DATA SUPPLIED →
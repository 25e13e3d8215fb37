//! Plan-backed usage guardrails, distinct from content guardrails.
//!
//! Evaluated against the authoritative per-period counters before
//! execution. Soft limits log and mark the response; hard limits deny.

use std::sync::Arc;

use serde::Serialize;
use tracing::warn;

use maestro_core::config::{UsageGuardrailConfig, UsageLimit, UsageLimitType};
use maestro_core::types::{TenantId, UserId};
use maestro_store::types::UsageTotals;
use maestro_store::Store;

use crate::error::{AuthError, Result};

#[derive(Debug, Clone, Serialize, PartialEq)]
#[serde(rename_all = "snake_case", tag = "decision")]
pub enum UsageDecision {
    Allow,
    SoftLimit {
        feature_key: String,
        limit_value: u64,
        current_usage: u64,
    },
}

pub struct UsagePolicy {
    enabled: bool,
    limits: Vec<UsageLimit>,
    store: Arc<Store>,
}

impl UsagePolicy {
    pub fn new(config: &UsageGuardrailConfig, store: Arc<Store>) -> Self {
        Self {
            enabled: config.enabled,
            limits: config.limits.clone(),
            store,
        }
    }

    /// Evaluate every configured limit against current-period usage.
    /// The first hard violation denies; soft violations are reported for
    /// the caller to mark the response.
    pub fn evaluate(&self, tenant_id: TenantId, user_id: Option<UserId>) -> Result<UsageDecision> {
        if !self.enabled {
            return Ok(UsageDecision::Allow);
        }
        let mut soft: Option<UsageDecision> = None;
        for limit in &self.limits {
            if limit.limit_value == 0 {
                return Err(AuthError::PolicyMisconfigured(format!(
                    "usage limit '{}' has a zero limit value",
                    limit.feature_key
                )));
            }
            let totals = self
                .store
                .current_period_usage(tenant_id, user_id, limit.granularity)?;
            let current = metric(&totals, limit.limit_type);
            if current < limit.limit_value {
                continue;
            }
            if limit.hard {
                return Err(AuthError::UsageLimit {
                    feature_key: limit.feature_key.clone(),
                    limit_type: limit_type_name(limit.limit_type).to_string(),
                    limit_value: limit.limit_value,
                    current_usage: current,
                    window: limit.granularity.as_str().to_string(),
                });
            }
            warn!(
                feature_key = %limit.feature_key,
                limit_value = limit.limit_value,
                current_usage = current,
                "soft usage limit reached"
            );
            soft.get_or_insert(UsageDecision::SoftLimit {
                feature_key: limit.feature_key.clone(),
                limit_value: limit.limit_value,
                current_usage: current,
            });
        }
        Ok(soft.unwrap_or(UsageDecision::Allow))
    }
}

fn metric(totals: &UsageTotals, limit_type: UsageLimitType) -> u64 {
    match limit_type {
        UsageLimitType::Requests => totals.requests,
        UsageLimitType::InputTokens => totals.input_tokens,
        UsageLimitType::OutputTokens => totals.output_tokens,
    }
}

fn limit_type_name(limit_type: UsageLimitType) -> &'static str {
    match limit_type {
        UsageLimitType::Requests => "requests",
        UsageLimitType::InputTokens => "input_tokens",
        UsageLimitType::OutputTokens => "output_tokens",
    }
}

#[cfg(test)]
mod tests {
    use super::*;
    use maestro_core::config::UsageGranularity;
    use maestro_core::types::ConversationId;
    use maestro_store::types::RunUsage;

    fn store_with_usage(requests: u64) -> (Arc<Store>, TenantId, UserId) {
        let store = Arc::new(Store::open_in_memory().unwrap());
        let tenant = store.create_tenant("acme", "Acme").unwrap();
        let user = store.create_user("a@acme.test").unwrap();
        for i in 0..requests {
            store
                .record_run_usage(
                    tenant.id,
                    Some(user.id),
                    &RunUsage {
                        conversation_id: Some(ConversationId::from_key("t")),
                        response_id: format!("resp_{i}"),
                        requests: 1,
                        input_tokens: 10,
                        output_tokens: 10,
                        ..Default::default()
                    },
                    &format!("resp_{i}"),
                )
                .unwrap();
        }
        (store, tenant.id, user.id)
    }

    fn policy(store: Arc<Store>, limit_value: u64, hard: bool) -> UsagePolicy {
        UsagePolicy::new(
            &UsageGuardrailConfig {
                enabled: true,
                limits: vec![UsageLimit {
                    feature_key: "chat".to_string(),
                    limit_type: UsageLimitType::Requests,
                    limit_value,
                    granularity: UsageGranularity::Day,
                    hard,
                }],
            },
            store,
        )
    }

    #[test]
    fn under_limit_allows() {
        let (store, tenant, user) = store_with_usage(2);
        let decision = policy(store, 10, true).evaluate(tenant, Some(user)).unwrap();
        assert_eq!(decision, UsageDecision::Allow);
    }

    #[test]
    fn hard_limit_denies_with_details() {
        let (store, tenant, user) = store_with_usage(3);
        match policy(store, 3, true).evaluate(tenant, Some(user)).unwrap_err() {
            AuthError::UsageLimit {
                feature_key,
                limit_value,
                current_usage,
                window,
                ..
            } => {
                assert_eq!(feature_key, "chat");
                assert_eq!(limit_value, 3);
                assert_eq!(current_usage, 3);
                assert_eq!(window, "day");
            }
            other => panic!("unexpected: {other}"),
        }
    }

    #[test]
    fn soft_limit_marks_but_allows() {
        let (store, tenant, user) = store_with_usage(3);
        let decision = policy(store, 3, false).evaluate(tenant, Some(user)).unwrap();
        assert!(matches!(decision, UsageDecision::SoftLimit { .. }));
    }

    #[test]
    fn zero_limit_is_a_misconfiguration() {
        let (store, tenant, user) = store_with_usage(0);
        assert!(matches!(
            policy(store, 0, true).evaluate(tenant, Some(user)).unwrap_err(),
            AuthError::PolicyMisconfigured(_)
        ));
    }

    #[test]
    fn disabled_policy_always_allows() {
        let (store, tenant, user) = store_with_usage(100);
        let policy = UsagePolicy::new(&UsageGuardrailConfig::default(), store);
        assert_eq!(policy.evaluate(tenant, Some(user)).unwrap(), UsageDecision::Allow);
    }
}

WHAT TO PRODUCE →
Across the records above, count the lines holding "against" and reply with that number alone.

SOLUTION FOR THIS EXERCISE →
2